McWhorter speculated the Blotskes have misread their insurance forms, and what they thought were $27,000 in payments were really denials of payment. He promised to continue pressing Aetna – which he called “not very organized” – and Medicaid to untangle the mess with the Blotske’s case.

But “Explanation of Benefit” forms from Aetna sent to the Blotskes in early January indicate Home Health Care of the Rockies has been reimbursed $27,083.63 for 24-hour nursing care last year between Sept. 24. and Oct. 31, and $6,675 for work between April 12 and Aug. 1. None refer to payments in the amounts cited by McWhorter. The forms also tally the uncovered portions of Saige’s home care, which add up to $9,243 for September and October, and $47,697.62 for April through July.

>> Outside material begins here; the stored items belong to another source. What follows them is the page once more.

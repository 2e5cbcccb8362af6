//! Paper remote + in-memory repository + processor, wired together.

use std::sync::Arc;

use anyhow::Result;

use lks_db::{CredentialId, LockUpdate, MemoryRepository, Repository, UpdateType};
use lks_rpc::Credential;
use lks_rpc_paper::PaperLockApi;
use lks_sync::{Processor, ProcessorOptions};

pub struct Harness {
    pub api: Arc<PaperLockApi>,
    pub repo: Arc<MemoryRepository>,
    pub processor: Processor,
    pub cred: Credential,
}

impl Default for Harness {
    fn default() -> Self {
        Self::new()
    }
}

impl Harness {
    pub fn new() -> Self {
        Self::with_options(ProcessorOptions::default())
    }

    pub fn with_options(options: ProcessorOptions) -> Self {
        let api = Arc::new(PaperLockApi::new());
        let repo = Arc::new(MemoryRepository::new());
        let processor = Processor::with_options(api.clone(), repo.clone(), options);
        Self {
            api,
            repo,
            processor,
            cred: Credential::new("paper-secret"),
        }
    }

    pub fn cid(&self) -> CredentialId {
        self.processor.credential_id(&self.cred)
    }

    /// Pending update records for the harness credential, oldest first.
    pub async fn pending(&self) -> Result<Vec<LockUpdate>> {
        let mut updates = self.repo.pending_updates(&self.cid()).await?;
        updates.sort_by_key(|u| u.created_at);
        Ok(updates)
    }

    pub async fn pending_of(
        &self,
        lock_id: &str,
        update_type: UpdateType,
    ) -> Result<Vec<LockUpdate>> {
        Ok(self
            .pending()
            .await?
            .into_iter()
            .filter(|u| u.lock_id == lock_id && u.update_type == update_type)
            .collect())
    }

    /// Refresh both snapshot families without a token.
    pub async fn refresh(&self) -> Result<()> {
        self.processor
            .bulk_update_lock_snapshots(&self.cred, None)
            .await?;
        self.processor
            .bulk_update_keyholder_snapshots(&self.cred, None)
            .await?;
        Ok(())
    }
}
use chrono::{DateTime, Utc};
use serde::{Deserialize, Serialize};

use crate::extensions::WheelSegmentModel;
use crate::lock::Lock;
use crate::logs::LogEntry;

// ---------------------------------------------------------------------------
// Paged reads
// ---------------------------------------------------------------------------

#[derive(Debug, Clone, PartialEq, Eq, Serialize, Deserialize)]
#[serde(rename_all = "camelCase")]
pub struct KeyholderSearchRequest {
    pub page: u32,
    pub limit: u32,
    pub status: String,
}

impl KeyholderSearchRequest {
    pub fn locked(page: u32, limit: u32) -> Self {
        Self {
            page,
            limit,
            status: "locked".to_string(),
        }
    }
}

#[derive(Debug, Clone, PartialEq, Serialize, Deserialize)]
#[serde(rename_all = "camelCase")]
pub struct KeyholderLocksPage {
    pub locks: Vec<Lock>,
    /// Total number of pages for the search, not the number returned here.
    pub pages: u32,
    #[serde(default)]
    pub total: u32,
}

#[derive(Debug, Clone, PartialEq, Eq, Serialize, Deserialize)]
#[serde(rename_all = "camelCase")]
pub struct HistoryPageRequest {
    pub limit: u32,
    #[serde(skip_serializing_if = "Option::is_none")]
    pub last_id: Option<String>,
}

/// Newest-first slice of a lock's history.
#[derive(Debug, Clone, PartialEq, Serialize, Deserialize)]
#[serde(rename_all = "camelCase")]
pub struct HistoryPage {
    pub results: Vec<LogEntry>,
    pub has_more: bool,
    #[serde(default)]
    pub count: u32,
}

// ---------------------------------------------------------------------------
// Extension action results
// ---------------------------------------------------------------------------

#[derive(Debug, Clone, PartialEq, Eq, Serialize, Deserialize)]
#[serde(rename_all = "camelCase")]
pub struct DiceRollResult {
    pub admin_dice: i32,
    pub player_dice: i32,
}

#[derive(Debug, Clone, PartialEq, Eq, Serialize, Deserialize)]
#[serde(rename_all = "camelCase")]
pub struct SpinWheelResult {
    pub segment: WheelSegmentModel,
}

#[derive(Debug, Clone, PartialEq, Eq, Serialize, Deserialize)]
#[serde(rename_all = "camelCase")]
pub struct GuessTimerResult {
    pub can_be_unlocked: bool,
}

#[derive(Debug, Clone, PartialEq, Eq, Serialize, Deserialize)]
#[serde(rename_all = "camelCase")]
pub struct ShareLinkResult {
    pub link: String,
}

#[derive(Debug, Clone, PartialEq, Eq, Serialize, Deserialize)]
#[serde(rename_all = "camelCase")]
pub struct PilloryVoteInfo {
    pub vote_ends_at: DateTime<Utc>,
    #[serde(default)]
    pub nb_votes: i32,
    #[serde(default)]
    pub reason: String,
    #[serde(default)]
    pub total_duration_added: i64,
}

#[derive(Debug, Clone, PartialEq, Eq, Serialize, Deserialize)]
#[serde(rename_all = "camelCase")]
pub struct TemporaryCombination {
    #[serde(rename = "_id")]
    pub id: String,
    #[serde(default)]
    pub code: Option<String>,
    #[serde(default)]
    pub image_full_url: Option<String>,
}

#[derive(Debug, Clone, PartialEq, Eq, Serialize, Deserialize)]
#[serde(rename_all = "camelCase")]
pub struct VerificationPictureEntry {
    pub verification_code: String,
    pub submitted_at: DateTime<Utc>,
    #[serde(default)]
    pub image_key: Option<String>,
}
use chrono::Duration;

use lks_schemas::{
    ExtensionConfigDto, ExtensionMode, ExtensionParty, ExtensionSlug, GuessTheTimerConfig,
};

use super::{dto, secs, Extension, ExtensionState};

#[derive(Debug, Clone, PartialEq)]
pub struct GuessTheTimer {
    state: ExtensionState,
    min_random_time: i64,
    max_random_time: i64,
}

impl GuessTheTimer {
    pub(crate) fn from_party(party: Option<&ExtensionParty>) -> Self {
        let cfg = party
            .map(|p| p.config_as::<GuessTheTimerConfig>().unwrap_or_default())
            .unwrap_or(GuessTheTimerConfig {
                min_random_time: 10800,
                max_random_time: 21600,
            });
        Self {
            state: ExtensionState::from_party(party),
            min_random_time: cfg.min_random_time,
            max_random_time: cfg.max_random_time,
        }
    }

    pub fn min_random_time(&self) -> Duration {
        secs(self.min_random_time)
    }

    pub fn set_min_random_time(&mut self, d: Duration) {
        self.min_random_time = d.num_seconds();
        self.state.touch();
    }

    pub fn max_random_time(&self) -> Duration {
        secs(self.max_random_time)
    }

    pub fn set_max_random_time(&mut self, d: Duration) {
        self.max_random_time = d.num_seconds();
        self.state.touch();
    }
}

impl Extension for GuessTheTimer {
    const SLUG: ExtensionSlug = ExtensionSlug::GuessTheTimer;

    fn state(&self) -> &ExtensionState {
        &self.state
    }

    fn state_mut(&mut self) -> &mut ExtensionState {
        &mut self.state
    }

    fn to_config(&self) -> ExtensionConfigDto {
        dto(
            Self::SLUG,
            ExtensionMode::Unlimited,
            3600,
            &GuessTheTimerConfig {
                min_random_time: self.min_random_time,
                max_random_time: self.max_random_time,
            },
        )
    }
}
/// Closed set of configuration failures.
///
/// Messages name config pointers and env var names, never secret values.
#[derive(Debug, Clone, PartialEq, Eq)]
pub enum ConfigError {
    /// A leaf value looks like a pasted secret.
    SecretDetected { pointer: String },
    /// A credential's env var is unset or blank.
    MissingCredential { name: String, env: String },
    /// Two credentials share a name.
    DuplicateCredential { name: String },
    /// A setting is out of range.
    Invalid { field: &'static str, reason: String },
}

impl std::fmt::Display for ConfigError {
    fn fmt(&self, f: &mut std::fmt::Formatter<'_>) -> std::fmt::Result {
        match self {
            ConfigError::SecretDetected { pointer } => {
                write!(f, "CONFIG_SECRET_DETECTED leaf={pointer} value=REDACTED")
            }
            ConfigError::MissingCredential { name, env } => write!(
                f,
                "CONFIG_CREDENTIAL_MISSING credential={name}: env var '{env}' is not set or empty"
            ),
            ConfigError::DuplicateCredential { name } => {
                write!(f, "CONFIG_CREDENTIAL_DUPLICATE credential={name}")
            }
            ConfigError::Invalid { field, reason } => {
                write!(f, "CONFIG_INVALID field={field}: {reason}")
            }
        }
    }
}

impl std::error::Error for ConfigError {}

April Blotske said Monday that Home Health Care has yet to bill the family’s second insurer, American Family Insurance, which agreed to pay for four hours of daytime nursing per week for up to 40 weeks. Playing ostrich “Mr. McWhorter exhibits typical debtor behavior – he plays ostrich and won’t acknowledge the problem. He knows there is a problem, but he won’t deal with it,” Swanson said.

The dispute between McWhorter and the nurses is just one of several that has consumed McWhorter’s business operations here.

In 1996, McWhorter was successfully sued for unpaid wages by nurse Dottie Anderson. In 1997, the volunteer board at Hospice of the Rockies, a nonprofit set up by McWhorter to open a hospice in Glenwood Springs, resigned en masse, according to one of the board members.

Currently, he is facing two suits by his former partners, Alexandra and Patrick Piot – one in Pitkin County for unpaid wages and one in Garfield County for fraud and defamation. McWhorter’s Eunice, La.-based home health provider, Private Duty of Louisiana, Inc. is also named in the fraud case.

Attorney Karet, who represents the Piots on the fraud case, said the federal court system may be able to force McWhorter to pay the nurses even if he closes Home Health Care of the Rockies and never returns to Colorado. Another option available in federal court that is not possible in state court is to force Home Health Care into bankruptcy and give the court jurisdiction over any remaining assets.

In the event of a court-ordered bankruptcy, Karet reckons the nurses would be put at the top of the list of creditors, above straight damage claims like the one filed by the Piots.

“The law gives wages a priority because it involves labor. Normally, you don’t expect there to be any risk in receiving your pay when you go to work for somebody,” Karet said.